Erosion = Can be varied in how it happens. No known consistent signs or symptoms are associated with this complication. Some experience loss of restriction, although that was NOT my case. Some have heartburn more than the norm, we are talking extreme cases here, also NOT my case. Often (NOT ALWAYS) times if you experience complications with the port area there is a good chance you MIGHT erode later. Complications with the port are something like infections, revisions, early on in the process. I had a weird issue wiht my port where it tilted and the tubing was ALMOST popping through my skin. My MX surgeon ignored the situation so I changed to a US Surgeon and he repositioned the port and I had the band for another 16 months. Once the Erosion was diagnosed (By and Endoscopy) we (my surgeon and I) determined it was most likely caused by the initial infection and tllted port complication I had early on.

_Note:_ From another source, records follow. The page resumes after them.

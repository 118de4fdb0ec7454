//! Error types for the Araria client.
//!
//! # Design
//! Two domain failures exist: a payload rejected locally before any network
//! call (`ValidationError`) and an HTTP exchange that failed
//! (`TransportError`). The remaining `ArariaError` variants cover caller or
//! environment mistakes such as a missing API key or a path template filled
//! with the wrong number of parameters.

use std::fmt;

use thiserror::Error;

pub type ArariaResult<T> = Result<T, ArariaError>;

/// Errors returned by `ArariaClient` and `Dispatcher`.
#[derive(Debug, Error)]
pub enum ArariaError {
    #[error(transparent)]
    Validation(#[from] ValidationError),

    #[error(transparent)]
    Transport(#[from] TransportError),

    #[error("invalid client configuration: {0}")]
    Config(String),

    #[error("endpoint {endpoint} expects {expected} path parameter(s), got {actual}")]
    PathParams {
        endpoint: &'static str,
        expected: usize,
        actual: usize,
    },

    #[error("serialization failed: {0}")]
    Serialization(String),

    #[error("deserialization failed: {0}")]
    Deserialization(String),
}

impl ArariaError {
    /// HTTP status of a failed exchange, when the server answered.
    pub fn status(&self) -> Option<u16> {
        match self {
            ArariaError::Transport(err) => err.status(),
            _ => None,
        }
    }
}

/// The HTTP exchange failed. Surfaced to the caller as-is, never retried.
#[derive(Debug, Clone, PartialEq, Eq, Error)]
pub enum TransportError {
    /// The server returned a non-2xx status.
    #[error("HTTP {status}: {body}")]
    Status { status: u16, body: String },

    /// No response was received.
    #[error("request could not be completed: {0}")]
    Network(String),
}

impl TransportError {
    pub fn status(&self) -> Option<u16> {
        match self {
            TransportError::Status { status, .. } => Some(*status),
            TransportError::Network(_) => None,
        }
    }

    pub fn body(&self) -> Option<&str> {
        match self {
            TransportError::Status { body, .. } => Some(body),
            TransportError::Network(_) => None,
        }
    }
}

/// A payload did not match its request schema.
#[derive(Debug, Clone, PartialEq, Eq, Error)]
#[error("{schema} rejected: {}", join_issues(.issues))]
pub struct ValidationError {
    pub schema: &'static str,
    pub issues: Vec<FieldIssue>,
}

impl ValidationError {
    /// Paths of every offending field, in the order they were found.
    pub fn fields(&self) -> Vec<&str> {
        self.issues.iter().map(|issue| issue.path.as_str()).collect()
    }
}

fn join_issues(issues: &[FieldIssue]) -> String {
    issues
        .iter()
        .map(ToString::to_string)
        .collect::<Vec<_>>()
        .join("; ")
}

/// One violation. `path` is dotted for nested objects and indexed for array
/// items (`input.model_input`, `prompts[2]`); empty means the payload itself.
#[derive(Debug, Clone, PartialEq, Eq)]
pub struct FieldIssue {
    pub path: String,
    pub kind: IssueKind,
}

#[derive(Debug, Clone, Copy, PartialEq, Eq)]
pub enum IssueKind {
    Missing,
    InvalidType {
        expected: &'static str,
        received: &'static str,
    },
}

impl fmt::Display for FieldIssue {
    fn fmt(&self, f: &mut fmt::Formatter<'_>) -> fmt::Result {
        let path = if self.path.is_empty() { "payload" } else { &self.path };
        match self.kind {
            IssueKind::Missing => write!(f, "{path} is required"),
            IssueKind::InvalidType { expected, received } => {
                write!(f, "{path} expected {expected}, received {received}")
            }
        }
    }
}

Definition = The Band is placed around the outside of the stomach wall. Some kind of irritant (infection, leak in the wall, stitch, rubbing due to not properly placed, etc) can wear down the area and cause a hole into the stomach. The band is considered at that time to have Eroded the stomach wall and is inside the stomach wall. It may or may not be noticable on an ENdoscopy at that time. Mine was about 40% Eroded into my Stomach. I have pictures where you can actually see the band from inside the stomach. Pretty impressive. Pretty darn scary too.

Repair = They take the band off. Repair the hole in the stomach. You are to take it easy for several days wiht your diet. You really want to let that hole heal properly before you eat a steak. liquid for a week then soft mushie foods then on to regular diet.

Now all of the above is what I learned about Erosion (NOT CORROSION) while going through it personally. Everyone has different opinions and experiences. So I just offered my knowledge on the situation. Hope this helps.

By the way, I wish I had chosen Bypass instead. I would be at goal weight right now I am sure. And a LapBand is NOT in my future due to previous scaring from the first surgery which is normal. The landmarks are not as easily definable the second time and the chances of Eroding again are higher. I am now considering a bypass as my next option.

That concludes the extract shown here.